● WHAT THE TASK REQUIRES: I would like every record below transcribed exactly as it is.

#### GIVEN ENTRIES ####

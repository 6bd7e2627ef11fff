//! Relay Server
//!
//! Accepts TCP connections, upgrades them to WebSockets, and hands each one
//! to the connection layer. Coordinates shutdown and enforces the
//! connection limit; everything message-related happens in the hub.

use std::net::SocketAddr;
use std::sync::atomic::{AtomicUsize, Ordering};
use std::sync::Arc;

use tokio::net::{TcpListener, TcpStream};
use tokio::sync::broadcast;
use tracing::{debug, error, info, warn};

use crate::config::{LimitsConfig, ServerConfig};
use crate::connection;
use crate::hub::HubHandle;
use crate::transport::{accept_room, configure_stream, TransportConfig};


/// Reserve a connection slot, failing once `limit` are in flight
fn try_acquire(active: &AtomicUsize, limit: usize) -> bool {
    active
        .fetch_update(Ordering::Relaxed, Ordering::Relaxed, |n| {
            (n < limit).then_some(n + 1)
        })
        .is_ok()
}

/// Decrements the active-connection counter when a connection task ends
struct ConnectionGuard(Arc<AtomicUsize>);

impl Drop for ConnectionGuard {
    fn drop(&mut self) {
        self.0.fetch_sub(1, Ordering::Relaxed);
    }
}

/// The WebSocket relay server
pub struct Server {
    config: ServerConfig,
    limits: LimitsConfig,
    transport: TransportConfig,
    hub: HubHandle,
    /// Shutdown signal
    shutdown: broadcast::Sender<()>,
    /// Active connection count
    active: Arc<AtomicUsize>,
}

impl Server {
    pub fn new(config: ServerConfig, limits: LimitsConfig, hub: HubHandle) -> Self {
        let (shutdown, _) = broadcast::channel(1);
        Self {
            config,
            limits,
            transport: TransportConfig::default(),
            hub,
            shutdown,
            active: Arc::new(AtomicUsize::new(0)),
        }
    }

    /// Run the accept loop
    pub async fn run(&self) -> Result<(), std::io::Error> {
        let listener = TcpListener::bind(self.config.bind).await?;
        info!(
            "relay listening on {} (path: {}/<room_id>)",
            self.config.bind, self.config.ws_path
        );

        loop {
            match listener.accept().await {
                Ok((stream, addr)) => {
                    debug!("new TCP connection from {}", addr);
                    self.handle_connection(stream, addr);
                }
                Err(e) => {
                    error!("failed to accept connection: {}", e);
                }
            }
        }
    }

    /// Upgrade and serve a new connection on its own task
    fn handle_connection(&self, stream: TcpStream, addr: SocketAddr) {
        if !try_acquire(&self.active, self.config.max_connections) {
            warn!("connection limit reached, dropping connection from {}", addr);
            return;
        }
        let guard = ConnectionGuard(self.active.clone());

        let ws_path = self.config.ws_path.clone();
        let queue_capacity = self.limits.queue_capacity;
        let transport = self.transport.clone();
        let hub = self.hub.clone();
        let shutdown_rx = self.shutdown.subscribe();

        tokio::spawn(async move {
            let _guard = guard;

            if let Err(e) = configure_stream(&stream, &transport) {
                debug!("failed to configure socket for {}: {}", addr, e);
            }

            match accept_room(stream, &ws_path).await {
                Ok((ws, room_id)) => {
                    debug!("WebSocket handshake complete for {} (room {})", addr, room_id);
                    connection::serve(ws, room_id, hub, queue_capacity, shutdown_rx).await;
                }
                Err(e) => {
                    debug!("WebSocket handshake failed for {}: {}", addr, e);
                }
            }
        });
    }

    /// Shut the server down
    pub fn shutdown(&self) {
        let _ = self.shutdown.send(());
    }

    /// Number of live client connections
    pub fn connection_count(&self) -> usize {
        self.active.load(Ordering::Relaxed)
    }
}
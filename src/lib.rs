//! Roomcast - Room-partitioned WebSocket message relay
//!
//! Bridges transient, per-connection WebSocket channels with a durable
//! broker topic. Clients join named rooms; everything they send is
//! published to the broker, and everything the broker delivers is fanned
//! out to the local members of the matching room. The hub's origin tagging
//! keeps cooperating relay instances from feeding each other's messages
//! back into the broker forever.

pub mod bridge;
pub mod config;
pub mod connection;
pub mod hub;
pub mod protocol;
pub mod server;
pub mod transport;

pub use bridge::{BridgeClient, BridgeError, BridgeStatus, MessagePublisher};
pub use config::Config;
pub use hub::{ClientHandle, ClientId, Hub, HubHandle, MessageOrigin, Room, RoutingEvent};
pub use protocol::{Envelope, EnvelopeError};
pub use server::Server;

####

● EXERCISE SOLUTION:
repository 6bd7e2627ef11fff
//! Relay Server
//!
//! Accepts TCP connections, upgrades them to WebSockets, and hands each one
//! to the connection layer. Coordinates shutdown and enforces the
//! connection limit; everything message-related happens in the hub.

use std::net::SocketAddr;
use std::sync::atomic::{AtomicUsize, Ordering};
use std::sync::Arc;

use tokio::net::{TcpListener, TcpStream};
use tokio::sync::broadcast;
use tracing::{debug, error, info, warn};

use crate::config::{LimitsConfig, ServerConfig};
use crate::connection;
use crate::hub::HubHandle;
use crate::transport::{accept_room, configure_stream, TransportConfig};


/// Reserve a connection slot, failing once `limit` are in flight
fn try_acquire(active: &AtomicUsize, limit: usize) -> bool {
    active
        .fetch_update(Ordering::Relaxed, Ordering::Relaxed, |n| {
            (n < limit).then_some(n + 1)
        })
        .is_ok()
}

/// Decrements the active-connection counter when a connection task ends
struct ConnectionGuard(Arc<AtomicUsize>);

impl Drop for ConnectionGuard {
    fn drop(&mut self) {
        self.0.fetch_sub(1, Ordering::Relaxed);
    }
}

/// The WebSocket relay server
pub struct Server {
    config: ServerConfig,
    limits: LimitsConfig,
    transport: TransportConfig,
    hub: HubHandle,
    /// Shutdown signal
    shutdown: broadcast::Sender<()>,
    /// Active connection count
    active: Arc<AtomicUsize>,
}

impl Server {
    pub fn new(config: ServerConfig, limits: LimitsConfig, hub: HubHandle) -> Self {
        let (shutdown, _) = broadcast::channel(1);
        Self {
            config,
            limits,
            transport: TransportConfig::default(),
            hub,
            shutdown,
            active: Arc::new(AtomicUsize::new(0)),
        }
    }

    /// Run the accept loop
    pub async fn run(&self) -> Result<(), std::io::Error> {
        let listener = TcpListener::bind(self.config.bind).await?;
        info!(
            "relay listening on {} (path: {}/<room_id>)",
            self.config.bind, self.config.ws_path
        );

        loop {
            match listener.accept().await {
                Ok((stream, addr)) => {
                    debug!("new TCP connection from {}", addr);
                    self.handle_connection(stream, addr);
                }
                Err(e) => {
                    error!("failed to accept connection: {}", e);
                }
            }
        }
    }

    /// Upgrade and serve a new connection on its own task
    fn handle_connection(&self, stream: TcpStream, addr: SocketAddr) {
        if !try_acquire(&self.active, self.config.max_connections) {
            warn!("connection limit reached, dropping connection from {}", addr);
            return;
        }
        let guard = ConnectionGuard(self.active.clone());

        let ws_path = self.config.ws_path.clone();
        let queue_capacity = self.limits.queue_capacity;
        let transport = self.transport.clone();
        let hub = self.hub.clone();
        let shutdown_rx = self.shutdown.subscribe();

        tokio::spawn(async move {
            let _guard = guard;

            if let Err(e) = configure_stream(&stream, &transport) {
                debug!("failed to configure socket for {}: {}", addr, e);
            }

            match accept_room(stream, &ws_path).await {
                Ok((ws, room_id)) => {
                    debug!("WebSocket handshake complete for {} (room {})", addr, room_id);
                    connection::serve(ws, room_id, hub, queue_capacity, shutdown_rx).await;
                }
                Err(e) => {
                    debug!("WebSocket handshake failed for {}: {}", addr, e);
                }
            }
        });
    }

    /// Shut the server down
    pub fn shutdown(&self) {
        let _ = self.shutdown.send(());
    }

    /// Number of live client connections
    pub fn connection_count(&self) -> usize {
        self.active.load(Ordering::Relaxed)
    }
}
filename src/lib.rs
//! Roomcast - Room-partitioned WebSocket message relay
//!
//! Bridges transient, per-connection WebSocket channels with a durable
//! broker topic. Clients join named rooms; everything they send is
//! published to the broker, and everything the broker delivers is fanned
//! out to the local members of the matching room. The hub's origin tagging
//! keeps cooperating relay instances from feeding each other's messages
//! back into the broker forever.

pub mod bridge;
pub mod config;
pub mod connection;
pub mod hub;
pub mod protocol;
pub mod server;
pub mod transport;

pub use bridge::{BridgeClient, BridgeError, BridgeStatus, MessagePublisher};
pub use config::Config;
pub use hub::{ClientHandle, ClientId, Hub, HubHandle, MessageOrigin, Room, RoutingEvent};
pub use protocol::{Envelope, EnvelopeError};
pub use server::Server;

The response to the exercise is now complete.